In the UK, the leading complaints made to GPs are coughs, colds, persistent fatigue (TATT, or ‘tired all the time’) and childhood fever. These are linked to compromised immune systems, excessive inflammation, oxidative stress and mitochondrial dysfunction – which happen to be the main underlying causes for the vast majority of chronic diseases. Yet regimens that target these dysfunctions are almost never offered by primary care physicians in the mainstream healthcare sector.

Four bottom-up solutions

We can push for top down change by our politicians, elected representatives and bureaucrats, but history tells us unless we also push from the bottom up as well, we don’t see results in any reasonable time frame. And that’s generally too late.

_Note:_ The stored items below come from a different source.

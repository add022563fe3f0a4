//! StateStore: redb-backed state persistence for cutover.
//!
//! Provides typed operations over deployments, formations and deployment
//! events. All document values are JSON-serialized into redb's `&[u8]` value
//! columns. The store supports both on-disk and in-memory backends (the
//! latter for testing).

use std::path::Path;
use std::sync::Arc;

use chrono::Utc;
use redb::{Database, ReadableDatabase, ReadableTable, WriteTransaction};
use tracing::debug;
use uuid::Uuid;

use cutover_core::*;

use crate::error::{StateError, StateResult};
use crate::tables::*;

/// Thread-safe state store backed by redb.
#[derive(Clone)]
pub struct StateStore {
    db: Arc<Database>,
}

impl StateStore {
    /// Open (or create) a persistent state store at the given path.
    pub fn open(path: &Path) -> StateResult<Self> {
        let db = Database::create(path).map_err(map_err!(Open))?;
        let store = Self { db: Arc::new(db) };
        store.ensure_tables()?;
        debug!(?path, "state store opened");
        Ok(store)
    }

    /// Create an ephemeral in-memory state store (for testing).
    pub fn open_in_memory() -> StateResult<Self> {
        let backend = redb::backends::InMemoryBackend::new();
        let db = Database::builder()
            .create_with_backend(backend)
            .map_err(map_err!(Open))?;
        let store = Self { db: Arc::new(db) };
        store.ensure_tables()?;
        debug!("in-memory state store opened");
        Ok(store)
    }

    /// Create all tables if they don't exist yet.
    fn ensure_tables(&self) -> StateResult<()> {
        let txn = self.db.begin_write().map_err(map_err!(Transaction))?;
        // Opening a table in a write transaction creates it if absent.
        txn.open_table(DEPLOYMENTS).map_err(map_err!(Table))?;
        txn.open_table(FORMATIONS).map_err(map_err!(Table))?;
        txn.open_table(DEPLOYMENT_EVENTS).map_err(map_err!(Table))?;
        txn.open_table(DEPLOYMENT_EVENT_INDEX).map_err(map_err!(Table))?;
        txn.open_table(SEQUENCES).map_err(map_err!(Table))?;
        txn.open_table(QUEUE_JOBS).map_err(map_err!(Table))?;
        txn.commit().map_err(map_err!(Transaction))?;
        Ok(())
    }

    pub(crate) fn db(&self) -> &Database {
        &self.db
    }

    // ── Deployments ────────────────────────────────────────────────

    /// Insert a new deployment row, assigning an id when absent and a
    /// server-side creation timestamp.
    ///
    /// Fails with `ActiveDeployment` when the app already has an unfinished
    /// deployment. The check and the insert share one write transaction.
    pub fn insert_deployment(&self, req: &NewDeployment) -> StateResult<Deployment> {
        let deployment = Deployment {
            id: req.id.unwrap_or_else(Uuid::new_v4),
            app_id: req.app_id.clone(),
            old_release_id: req.old_release_id.clone(),
            new_release_id: req.new_release_id.clone(),
            strategy: req.strategy,
            created_at: Utc::now(),
            finished_at: None,
        };
        let key = deployment.id.to_string();
        let value = serde_json::to_vec(&deployment).map_err(map_err!(Serialize))?;

        let txn = self.db.begin_write().map_err(map_err!(Transaction))?;
        {
            let mut table = txn.open_table(DEPLOYMENTS).map_err(map_err!(Table))?;
            if table.get(key.as_str()).map_err(map_err!(Read))?.is_some() {
                return Err(StateError::AlreadyExists(format!("deployment {key}")));
            }
            for entry in table.iter().map_err(map_err!(Read))? {
                let (_, existing) = entry.map_err(map_err!(Read))?;
                let existing: Deployment =
                    serde_json::from_slice(existing.value()).map_err(map_err!(Deserialize))?;
                if existing.app_id == deployment.app_id && !existing.is_finished() {
                    return Err(StateError::ActiveDeployment {
                        app_id: existing.app_id,
                        id: existing.id,
                    });
                }
            }
            table
                .insert(key.as_str(), value.as_slice())
                .map_err(map_err!(Write))?;
        }
        txn.commit().map_err(map_err!(Transaction))?;
        debug!(%key, app = %deployment.app_id, "deployment stored");
        Ok(deployment)
    }

    /// Get a deployment by id.
    pub fn get_deployment(&self, id: &DeploymentId) -> StateResult<Deployment> {
        let key = id.to_string();
        let txn = self.db.begin_read().map_err(map_err!(Transaction))?;
        let table = txn.open_table(DEPLOYMENTS).map_err(map_err!(Table))?;
        match table.get(key.as_str()).map_err(map_err!(Read))? {
            Some(guard) => serde_json::from_slice(guard.value()).map_err(map_err!(Deserialize)),
            None => Err(StateError::NotFound(format!("deployment {key}"))),
        }
    }

    /// List all deployments for an app, oldest first.
    pub fn list_deployments_for_app(&self, app_id: &str) -> StateResult<Vec<Deployment>> {
        let txn = self.db.begin_read().map_err(map_err!(Transaction))?;
        let table = txn.open_table(DEPLOYMENTS).map_err(map_err!(Table))?;
        let mut results = Vec::new();
        for entry in table.iter().map_err(map_err!(Read))? {
            let (_, value) = entry.map_err(map_err!(Read))?;
            let deployment: Deployment =
                serde_json::from_slice(value.value()).map_err(map_err!(Deserialize))?;
            if deployment.app_id == app_id {
                results.push(deployment);
            }
        }
        results.sort_by_key(|d| d.created_at);
        Ok(results)
    }

    /// Set `finished_at`. Fails if the deployment already finished.
    pub fn finish_deployment(&self, id: &DeploymentId) -> StateResult<Deployment> {
        let key = id.to_string();
        let txn = self.db.begin_write().map_err(map_err!(Transaction))?;
        let deployment = {
            let mut table = txn.open_table(DEPLOYMENTS).map_err(map_err!(Table))?;
            let mut deployment: Deployment = match table.get(key.as_str()).map_err(map_err!(Read))? {
                Some(guard) => {
                    serde_json::from_slice(guard.value()).map_err(map_err!(Deserialize))?
                }
                None => return Err(StateError::NotFound(format!("deployment {key}"))),
            };
            if deployment.is_finished() {
                return Err(StateError::AlreadyFinished(*id));
            }
            deployment.finished_at = Some(Utc::now());
            let value = serde_json::to_vec(&deployment).map_err(map_err!(Serialize))?;
            table
                .insert(key.as_str(), value.as_slice())
                .map_err(map_err!(Write))?;
            deployment
        };
        txn.commit().map_err(map_err!(Transaction))?;
        debug!(%key, "deployment finished");
        Ok(deployment)
    }

    // ── Formations ─────────────────────────────────────────────────

    /// Get the formation for an app release.
    pub fn get_formation(&self, app_id: &str, release_id: &str) -> StateResult<Formation> {
        let key = formation_key(app_id, release_id);
        let txn = self.db.begin_read().map_err(map_err!(Transaction))?;
        let table = txn.open_table(FORMATIONS).map_err(map_err!(Table))?;
        match table.get(key.as_str()).map_err(map_err!(Read))? {
            Some(guard) => serde_json::from_slice(guard.value()).map_err(map_err!(Deserialize)),
            None => Err(StateError::NotFound(format!("formation {key}"))),
        }
    }

    /// Overwrite the whole formation for an app release.
    pub fn put_formation(&self, formation: &Formation) -> StateResult<Formation> {
        self.write_formation(formation, false)
    }

    /// Overwrite a formation unless an unfinished deployment of the app
    /// moves that release. Those formations belong to the rollout.
    pub fn put_formation_unless_deploying(&self, formation: &Formation) -> StateResult<Formation> {
        self.write_formation(formation, true)
    }

    fn write_formation(&self, formation: &Formation, guarded: bool) -> StateResult<Formation> {
        let mut stored = formation.clone();
        stored.updated_at = Some(Utc::now());
        let key = stored.table_key();
        let value = serde_json::to_vec(&stored).map_err(map_err!(Serialize))?;
        let txn = self.db.begin_write().map_err(map_err!(Transaction))?;
        if guarded {
            let deployments = txn.open_table(DEPLOYMENTS).map_err(map_err!(Table))?;
            for entry in deployments.iter().map_err(map_err!(Read))? {
                let (_, row) = entry.map_err(map_err!(Read))?;
                let d: Deployment =
                    serde_json::from_slice(row.value()).map_err(map_err!(Deserialize))?;
                let moves_release = d.old_release_id == stored.release_id
                    || d.new_release_id == stored.release_id;
                if d.app_id == stored.app_id && !d.is_finished() && moves_release {
                    return Err(StateError::ActiveDeployment {
                        app_id: d.app_id,
                        id: d.id,
                    });
                }
            }
        }
        {
            let mut table = txn.open_table(FORMATIONS).map_err(map_err!(Table))?;
            table
                .insert(key.as_str(), value.as_slice())
                .map_err(map_err!(Write))?;
        }
        txn.commit().map_err(map_err!(Transaction))?;
        debug!(%key, processes = ?stored.processes, "formation stored");
        Ok(stored)
    }

    // ── Deployment events ──────────────────────────────────────────

    /// Persist a deployment event, assigning the next global sequence id.
    ///
    /// Id assignment and insert share one write transaction.
    pub fn insert_deployment_event(
        &self,
        event: &NewDeploymentEvent,
    ) -> StateResult<DeploymentEvent> {
        let txn = self.db.begin_write().map_err(map_err!(Transaction))?;
        let stored = {
            let id = next_sequence(&txn, EVENT_SEQUENCE)?;
            let stored = DeploymentEvent {
                id,
                deployment_id: event.deployment_id,
                release_id: event.release_id.clone(),
                job_type: event.job_type.clone(),
                job_state: event.job_state,
                status: event.status,
                created_at: Utc::now(),
            };
            let value = serde_json::to_vec(&stored).map_err(map_err!(Serialize))?;

            let mut events = txn.open_table(DEPLOYMENT_EVENTS).map_err(map_err!(Table))?;
            events.insert(id, value.as_slice()).map_err(map_err!(Write))?;

            let index_key = event_index_key(&stored.deployment_id.to_string(), id);
            let mut index = txn
                .open_table(DEPLOYMENT_EVENT_INDEX)
                .map_err(map_err!(Table))?;
            index
                .insert(index_key.as_str(), id)
                .map_err(map_err!(Write))?;
            stored
        };
        txn.commit().map_err(map_err!(Transaction))?;
        Ok(stored)
    }

    /// All events of a deployment with id greater than `since_id`, ascending.
    pub fn list_deployment_events(
        &self,
        deployment_id: &DeploymentId,
        since_id: EventId,
    ) -> StateResult<Vec<DeploymentEvent>> {
        let Some(first) = since_id.checked_add(1) else {
            return Ok(Vec::new());
        };
        let prefix = deployment_id.to_string();
        let start = event_index_key(&prefix, first);
        // ';' sorts directly after ':'.
        let end = format!("{prefix};");

        let txn = self.db.begin_read().map_err(map_err!(Transaction))?;
        let index = txn
            .open_table(DEPLOYMENT_EVENT_INDEX)
            .map_err(map_err!(Table))?;
        let events = txn.open_table(DEPLOYMENT_EVENTS).map_err(map_err!(Table))?;

        let mut results = Vec::new();
        for entry in index
            .range(start.as_str()..end.as_str())
            .map_err(map_err!(Read))?
        {
            let (_, id) = entry.map_err(map_err!(Read))?;
            let id = id.value();
            let guard = events
                .get(id)
                .map_err(map_err!(Read))?
                .ok_or_else(|| StateError::NotFound(format!("deployment event {id}")))?;
            let event: DeploymentEvent =
                serde_json::from_slice(guard.value()).map_err(map_err!(Deserialize))?;
            results.push(event);
        }
        Ok(results)
    }

    /// Fetch one deployment event by its global id.
    pub fn get_deployment_event(&self, id: EventId) -> StateResult<DeploymentEvent> {
        let txn = self.db.begin_read().map_err(map_err!(Transaction))?;
        let table = txn.open_table(DEPLOYMENT_EVENTS).map_err(map_err!(Table))?;
        match table.get(id).map_err(map_err!(Read))? {
            Some(guard) => serde_json::from_slice(guard.value()).map_err(map_err!(Deserialize)),
            None => Err(StateError::NotFound(format!("deployment event {id}"))),
        }
    }
}

/// Bump a named counter inside an open write transaction.
pub(crate) fn next_sequence(txn: &WriteTransaction, name: &str) -> StateResult<u64> {
    let mut table = txn.open_table(SEQUENCES).map_err(map_err!(Table))?;
    let current = table
        .get(name)
        .map_err(map_err!(Read))?
        .map(|guard| guard.value())
        .unwrap_or(0);
    let next = current + 1;
    table.insert(name, next).map_err(map_err!(Write))?;
    Ok(next)
}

Here’s a snapshot at six things you can do from the bottom-up:

  1. Seek out healthcare that’s ‘individual-centred’ and personalised, ecologically-based and holistic. It must take into account your preferences, your current health status and history, and it must be feasible given your circumstances. Work with health professionals who work as ‘guides, not Gods’, who encourage full engagement from you. If your current healthcare professional doesn’t meet these criteria, look elsewhere.
  2. Take full responsibility of your health — don’t leave it up to someone else! Don’t rely on any single ‘magic bullet’, find ways of achieving maximum health and vitality by combining the best nutrition, physical activity, sleep, rest and relaxation approach according to your needs. This is the major focus of our related, health empowerment site, Bite the Sun.
  3. If you have more complicated health conditions, work with healthcare professionals who are happy to work together as a team of generalists and specialists. The focus should be on finding ways to optimize your long-term wellbeing, not just diagnosing disease and providing a uni-lateral intervention.
  4. You can make a big difference by influencing businesses and governments to respect our fundamental freedoms, and to ensure that businesses maintain ethical and social values and responsibility. Where democracy fails, activism needs to take over. The younger generation are key in this, and focusing on their education and providing good role models that can influence them positively is key.